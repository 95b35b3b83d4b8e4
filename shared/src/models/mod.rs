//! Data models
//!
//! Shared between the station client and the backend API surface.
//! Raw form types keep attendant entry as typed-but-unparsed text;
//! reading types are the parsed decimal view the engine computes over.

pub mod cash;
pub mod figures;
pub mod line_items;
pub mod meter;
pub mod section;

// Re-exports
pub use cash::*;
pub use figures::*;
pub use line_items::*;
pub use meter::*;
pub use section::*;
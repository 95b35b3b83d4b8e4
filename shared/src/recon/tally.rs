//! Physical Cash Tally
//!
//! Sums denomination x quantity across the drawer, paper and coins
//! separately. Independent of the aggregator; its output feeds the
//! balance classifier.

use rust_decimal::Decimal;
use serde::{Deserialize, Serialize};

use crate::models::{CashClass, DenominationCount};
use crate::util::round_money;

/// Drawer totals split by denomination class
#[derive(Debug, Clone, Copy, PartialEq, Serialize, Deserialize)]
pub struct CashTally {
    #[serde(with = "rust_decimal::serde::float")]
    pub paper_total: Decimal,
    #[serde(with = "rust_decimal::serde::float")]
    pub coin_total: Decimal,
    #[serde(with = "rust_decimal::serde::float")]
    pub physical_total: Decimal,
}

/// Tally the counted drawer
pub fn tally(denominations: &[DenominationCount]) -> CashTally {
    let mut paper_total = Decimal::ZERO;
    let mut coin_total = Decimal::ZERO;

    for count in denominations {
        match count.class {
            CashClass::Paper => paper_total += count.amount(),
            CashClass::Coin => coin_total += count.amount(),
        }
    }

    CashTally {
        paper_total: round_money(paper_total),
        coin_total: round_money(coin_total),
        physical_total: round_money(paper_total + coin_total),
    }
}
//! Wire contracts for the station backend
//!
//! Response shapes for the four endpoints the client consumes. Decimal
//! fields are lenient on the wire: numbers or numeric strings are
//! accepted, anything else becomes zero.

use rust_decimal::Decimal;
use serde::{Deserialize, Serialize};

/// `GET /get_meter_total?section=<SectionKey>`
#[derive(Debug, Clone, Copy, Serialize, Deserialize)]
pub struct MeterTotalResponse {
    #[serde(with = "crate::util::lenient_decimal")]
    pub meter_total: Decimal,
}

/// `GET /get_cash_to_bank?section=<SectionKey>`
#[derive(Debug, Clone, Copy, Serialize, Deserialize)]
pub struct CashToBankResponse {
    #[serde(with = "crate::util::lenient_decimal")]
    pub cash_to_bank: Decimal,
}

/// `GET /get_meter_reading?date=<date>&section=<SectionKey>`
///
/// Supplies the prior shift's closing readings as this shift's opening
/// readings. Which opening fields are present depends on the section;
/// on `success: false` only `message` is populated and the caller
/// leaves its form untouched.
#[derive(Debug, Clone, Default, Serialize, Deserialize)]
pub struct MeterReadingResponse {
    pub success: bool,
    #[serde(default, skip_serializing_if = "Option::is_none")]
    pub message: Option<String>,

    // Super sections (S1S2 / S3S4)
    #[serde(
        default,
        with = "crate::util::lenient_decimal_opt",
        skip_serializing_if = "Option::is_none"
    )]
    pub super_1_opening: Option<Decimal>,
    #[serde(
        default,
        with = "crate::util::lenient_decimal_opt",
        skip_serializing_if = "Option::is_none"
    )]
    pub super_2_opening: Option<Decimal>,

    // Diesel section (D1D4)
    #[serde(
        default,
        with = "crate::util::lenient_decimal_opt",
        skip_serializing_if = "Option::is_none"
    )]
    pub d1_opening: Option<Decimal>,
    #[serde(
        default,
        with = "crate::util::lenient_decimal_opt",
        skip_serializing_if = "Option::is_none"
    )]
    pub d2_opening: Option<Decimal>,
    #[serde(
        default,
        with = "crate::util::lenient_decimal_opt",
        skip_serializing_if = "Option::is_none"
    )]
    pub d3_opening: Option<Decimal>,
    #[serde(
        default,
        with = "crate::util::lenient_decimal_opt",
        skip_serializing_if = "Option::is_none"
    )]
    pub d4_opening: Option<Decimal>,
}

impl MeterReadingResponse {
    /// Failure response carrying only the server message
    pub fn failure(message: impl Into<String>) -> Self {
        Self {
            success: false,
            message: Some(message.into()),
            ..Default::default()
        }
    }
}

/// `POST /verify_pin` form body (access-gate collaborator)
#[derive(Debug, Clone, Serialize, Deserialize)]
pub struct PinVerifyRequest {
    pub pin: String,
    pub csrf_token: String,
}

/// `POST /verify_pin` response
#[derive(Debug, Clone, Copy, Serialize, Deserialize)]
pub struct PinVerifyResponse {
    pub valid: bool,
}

...

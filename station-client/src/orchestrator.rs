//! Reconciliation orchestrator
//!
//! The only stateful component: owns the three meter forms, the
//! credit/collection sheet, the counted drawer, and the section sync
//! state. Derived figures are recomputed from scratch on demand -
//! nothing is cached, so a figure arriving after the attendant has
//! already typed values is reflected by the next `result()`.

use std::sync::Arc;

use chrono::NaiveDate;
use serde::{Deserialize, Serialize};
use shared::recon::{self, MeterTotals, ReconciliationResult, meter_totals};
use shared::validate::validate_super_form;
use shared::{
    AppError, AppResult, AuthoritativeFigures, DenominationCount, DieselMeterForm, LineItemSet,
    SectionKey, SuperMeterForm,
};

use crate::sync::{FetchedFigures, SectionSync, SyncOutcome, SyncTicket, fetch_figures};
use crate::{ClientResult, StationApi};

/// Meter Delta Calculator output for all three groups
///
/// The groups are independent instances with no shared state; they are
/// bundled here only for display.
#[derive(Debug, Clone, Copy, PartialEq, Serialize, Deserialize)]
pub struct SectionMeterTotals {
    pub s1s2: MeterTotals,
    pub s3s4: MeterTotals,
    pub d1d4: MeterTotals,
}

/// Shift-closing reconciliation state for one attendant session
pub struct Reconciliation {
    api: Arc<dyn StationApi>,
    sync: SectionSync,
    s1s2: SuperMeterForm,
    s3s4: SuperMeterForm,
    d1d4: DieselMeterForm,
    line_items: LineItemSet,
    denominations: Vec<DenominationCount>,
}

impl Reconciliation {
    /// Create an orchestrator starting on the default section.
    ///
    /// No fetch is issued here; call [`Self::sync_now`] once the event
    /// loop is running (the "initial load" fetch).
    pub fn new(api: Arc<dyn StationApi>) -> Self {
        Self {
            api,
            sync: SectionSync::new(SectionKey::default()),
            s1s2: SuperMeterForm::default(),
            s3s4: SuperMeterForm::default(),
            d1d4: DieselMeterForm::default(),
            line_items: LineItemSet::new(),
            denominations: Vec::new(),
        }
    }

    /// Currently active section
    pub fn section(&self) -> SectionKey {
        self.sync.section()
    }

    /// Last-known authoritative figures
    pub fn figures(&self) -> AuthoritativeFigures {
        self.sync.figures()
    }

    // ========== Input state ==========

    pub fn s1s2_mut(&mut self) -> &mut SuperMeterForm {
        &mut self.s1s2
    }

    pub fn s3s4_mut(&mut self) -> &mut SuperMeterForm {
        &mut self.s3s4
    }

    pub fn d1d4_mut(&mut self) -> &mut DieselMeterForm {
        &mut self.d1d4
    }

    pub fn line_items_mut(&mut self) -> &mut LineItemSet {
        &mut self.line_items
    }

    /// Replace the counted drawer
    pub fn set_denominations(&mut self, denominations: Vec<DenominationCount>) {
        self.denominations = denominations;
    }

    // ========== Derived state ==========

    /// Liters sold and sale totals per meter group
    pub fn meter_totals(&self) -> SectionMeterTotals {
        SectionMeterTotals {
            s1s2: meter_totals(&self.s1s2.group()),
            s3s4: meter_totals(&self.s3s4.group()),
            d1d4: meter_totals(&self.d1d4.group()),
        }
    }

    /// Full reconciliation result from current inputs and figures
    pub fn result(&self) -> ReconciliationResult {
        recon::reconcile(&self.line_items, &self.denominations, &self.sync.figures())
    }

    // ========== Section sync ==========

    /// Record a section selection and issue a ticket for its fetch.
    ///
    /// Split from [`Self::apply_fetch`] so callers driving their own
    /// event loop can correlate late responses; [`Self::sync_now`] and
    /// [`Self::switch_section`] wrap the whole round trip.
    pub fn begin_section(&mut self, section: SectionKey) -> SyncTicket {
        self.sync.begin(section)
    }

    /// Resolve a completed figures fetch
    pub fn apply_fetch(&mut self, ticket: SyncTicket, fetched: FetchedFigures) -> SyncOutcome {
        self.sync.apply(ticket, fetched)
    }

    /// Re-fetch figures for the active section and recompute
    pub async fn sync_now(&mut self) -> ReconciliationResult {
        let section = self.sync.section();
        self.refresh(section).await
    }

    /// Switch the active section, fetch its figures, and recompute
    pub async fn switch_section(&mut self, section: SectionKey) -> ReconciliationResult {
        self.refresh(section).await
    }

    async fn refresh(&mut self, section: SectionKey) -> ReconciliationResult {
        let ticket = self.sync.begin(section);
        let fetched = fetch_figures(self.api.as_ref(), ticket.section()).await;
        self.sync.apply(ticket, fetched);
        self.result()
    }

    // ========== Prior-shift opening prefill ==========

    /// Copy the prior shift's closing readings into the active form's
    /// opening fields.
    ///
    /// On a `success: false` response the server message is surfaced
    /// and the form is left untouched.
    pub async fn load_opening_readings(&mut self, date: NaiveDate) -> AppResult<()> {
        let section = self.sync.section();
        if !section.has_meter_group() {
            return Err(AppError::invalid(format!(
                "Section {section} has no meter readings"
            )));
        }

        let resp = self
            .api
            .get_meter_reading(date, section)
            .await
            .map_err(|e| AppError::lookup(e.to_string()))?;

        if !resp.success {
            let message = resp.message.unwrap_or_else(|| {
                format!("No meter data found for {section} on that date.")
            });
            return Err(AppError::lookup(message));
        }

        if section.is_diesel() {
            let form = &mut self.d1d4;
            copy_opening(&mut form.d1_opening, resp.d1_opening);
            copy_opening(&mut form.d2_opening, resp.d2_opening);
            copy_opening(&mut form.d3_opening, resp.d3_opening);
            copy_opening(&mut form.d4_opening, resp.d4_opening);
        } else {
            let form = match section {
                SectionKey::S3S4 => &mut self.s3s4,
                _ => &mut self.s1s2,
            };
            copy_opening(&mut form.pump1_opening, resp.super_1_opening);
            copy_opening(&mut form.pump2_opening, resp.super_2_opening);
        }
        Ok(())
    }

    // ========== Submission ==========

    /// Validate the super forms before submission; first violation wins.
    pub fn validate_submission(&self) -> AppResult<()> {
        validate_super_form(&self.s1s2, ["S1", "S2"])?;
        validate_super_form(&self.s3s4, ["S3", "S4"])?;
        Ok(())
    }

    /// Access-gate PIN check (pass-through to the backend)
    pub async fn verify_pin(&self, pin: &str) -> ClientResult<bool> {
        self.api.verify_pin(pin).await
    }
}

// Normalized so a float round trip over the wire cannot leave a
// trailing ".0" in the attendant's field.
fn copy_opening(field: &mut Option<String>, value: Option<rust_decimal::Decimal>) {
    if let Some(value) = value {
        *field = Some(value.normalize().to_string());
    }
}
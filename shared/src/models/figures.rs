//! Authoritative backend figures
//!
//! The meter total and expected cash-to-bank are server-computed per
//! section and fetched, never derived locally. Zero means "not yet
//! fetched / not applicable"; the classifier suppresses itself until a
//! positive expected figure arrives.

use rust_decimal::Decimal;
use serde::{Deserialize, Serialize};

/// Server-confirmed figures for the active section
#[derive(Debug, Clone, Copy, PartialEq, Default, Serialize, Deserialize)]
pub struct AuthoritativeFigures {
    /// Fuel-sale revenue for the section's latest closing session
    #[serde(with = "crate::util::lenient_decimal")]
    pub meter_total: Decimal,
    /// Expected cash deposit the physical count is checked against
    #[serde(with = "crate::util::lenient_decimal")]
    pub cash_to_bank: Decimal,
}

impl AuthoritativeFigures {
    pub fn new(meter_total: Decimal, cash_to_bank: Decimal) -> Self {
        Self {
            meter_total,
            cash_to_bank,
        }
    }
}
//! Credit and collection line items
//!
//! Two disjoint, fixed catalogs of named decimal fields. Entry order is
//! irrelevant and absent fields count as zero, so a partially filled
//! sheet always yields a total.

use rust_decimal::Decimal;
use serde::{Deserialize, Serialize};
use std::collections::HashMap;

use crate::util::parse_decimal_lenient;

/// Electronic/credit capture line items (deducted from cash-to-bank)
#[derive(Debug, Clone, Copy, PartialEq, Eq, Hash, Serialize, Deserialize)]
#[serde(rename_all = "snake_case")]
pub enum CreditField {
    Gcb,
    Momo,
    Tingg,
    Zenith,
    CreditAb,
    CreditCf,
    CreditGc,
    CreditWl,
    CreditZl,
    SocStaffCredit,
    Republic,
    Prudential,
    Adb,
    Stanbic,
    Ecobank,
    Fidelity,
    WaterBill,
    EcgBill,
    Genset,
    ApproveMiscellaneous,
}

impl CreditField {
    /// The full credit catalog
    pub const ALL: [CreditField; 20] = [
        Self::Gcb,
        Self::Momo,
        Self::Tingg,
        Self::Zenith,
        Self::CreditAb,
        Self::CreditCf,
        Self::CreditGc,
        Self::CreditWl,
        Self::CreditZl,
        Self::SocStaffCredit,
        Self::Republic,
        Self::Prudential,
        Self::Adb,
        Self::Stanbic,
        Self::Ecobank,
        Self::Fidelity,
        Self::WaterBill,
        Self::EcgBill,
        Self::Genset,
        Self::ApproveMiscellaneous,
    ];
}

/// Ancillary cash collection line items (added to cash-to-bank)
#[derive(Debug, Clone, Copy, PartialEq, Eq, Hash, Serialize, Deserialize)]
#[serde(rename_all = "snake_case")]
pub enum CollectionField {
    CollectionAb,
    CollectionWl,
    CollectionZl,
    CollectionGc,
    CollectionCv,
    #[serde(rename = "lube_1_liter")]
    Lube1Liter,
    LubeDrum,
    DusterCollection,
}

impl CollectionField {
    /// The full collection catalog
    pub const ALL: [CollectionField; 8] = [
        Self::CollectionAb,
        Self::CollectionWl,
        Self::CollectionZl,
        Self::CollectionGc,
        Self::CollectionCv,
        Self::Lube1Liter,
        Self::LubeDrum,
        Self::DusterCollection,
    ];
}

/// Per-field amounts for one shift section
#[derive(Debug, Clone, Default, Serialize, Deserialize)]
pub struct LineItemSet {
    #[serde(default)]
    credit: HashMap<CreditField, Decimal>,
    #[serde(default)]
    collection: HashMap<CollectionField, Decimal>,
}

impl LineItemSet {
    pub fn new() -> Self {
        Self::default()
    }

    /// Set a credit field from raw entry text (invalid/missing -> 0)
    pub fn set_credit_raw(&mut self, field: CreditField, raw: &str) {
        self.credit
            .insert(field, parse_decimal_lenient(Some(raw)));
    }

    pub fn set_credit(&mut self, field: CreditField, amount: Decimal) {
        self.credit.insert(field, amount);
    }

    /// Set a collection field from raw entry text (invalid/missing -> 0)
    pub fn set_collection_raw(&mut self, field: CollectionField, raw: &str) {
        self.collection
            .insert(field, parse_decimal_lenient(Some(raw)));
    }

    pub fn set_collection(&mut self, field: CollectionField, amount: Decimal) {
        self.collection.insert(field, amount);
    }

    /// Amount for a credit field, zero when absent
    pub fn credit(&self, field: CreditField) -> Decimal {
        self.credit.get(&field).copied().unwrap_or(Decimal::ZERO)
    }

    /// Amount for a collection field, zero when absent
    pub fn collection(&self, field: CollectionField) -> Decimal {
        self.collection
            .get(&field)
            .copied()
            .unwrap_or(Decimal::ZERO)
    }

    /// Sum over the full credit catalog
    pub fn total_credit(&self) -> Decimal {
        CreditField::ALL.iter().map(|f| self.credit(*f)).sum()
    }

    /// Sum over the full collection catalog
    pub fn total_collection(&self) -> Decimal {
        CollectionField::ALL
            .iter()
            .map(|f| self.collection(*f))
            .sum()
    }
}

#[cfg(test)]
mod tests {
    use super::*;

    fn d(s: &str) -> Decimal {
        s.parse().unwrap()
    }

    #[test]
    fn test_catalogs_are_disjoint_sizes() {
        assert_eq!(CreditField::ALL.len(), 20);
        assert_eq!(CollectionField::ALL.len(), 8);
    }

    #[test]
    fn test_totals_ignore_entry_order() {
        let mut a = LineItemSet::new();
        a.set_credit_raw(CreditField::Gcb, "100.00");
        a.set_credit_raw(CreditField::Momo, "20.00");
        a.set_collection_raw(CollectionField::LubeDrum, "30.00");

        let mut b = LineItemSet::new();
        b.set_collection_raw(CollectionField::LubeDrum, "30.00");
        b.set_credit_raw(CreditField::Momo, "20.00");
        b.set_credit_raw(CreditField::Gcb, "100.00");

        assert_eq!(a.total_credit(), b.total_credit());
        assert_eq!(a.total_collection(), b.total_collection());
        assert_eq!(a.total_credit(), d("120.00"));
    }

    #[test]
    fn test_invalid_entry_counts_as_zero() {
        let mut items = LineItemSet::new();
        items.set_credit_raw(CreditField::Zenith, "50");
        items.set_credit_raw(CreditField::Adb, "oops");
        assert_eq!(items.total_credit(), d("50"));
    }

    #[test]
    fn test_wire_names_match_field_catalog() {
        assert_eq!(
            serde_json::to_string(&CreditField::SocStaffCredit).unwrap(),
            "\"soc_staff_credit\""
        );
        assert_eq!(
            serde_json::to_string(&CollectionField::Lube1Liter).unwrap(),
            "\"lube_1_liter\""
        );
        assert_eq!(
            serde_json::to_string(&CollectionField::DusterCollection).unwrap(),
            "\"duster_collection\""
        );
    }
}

> [What is being asked]: Please return a copy of each line in the entries that has the string "message".

> [Reply]:
/// on `success: false` only `message` is populated and the caller
    pub message: Option<String>,
    /// Failure response carrying only the server message
    pub fn failure(message: impl Into<String>) -> Self {
            message: Some(message.into()),
    /// On a `success: false` response the server message is surfaced
            let message = resp.message.unwrap_or_else(|| {
            return Err(AppError::lookup(message));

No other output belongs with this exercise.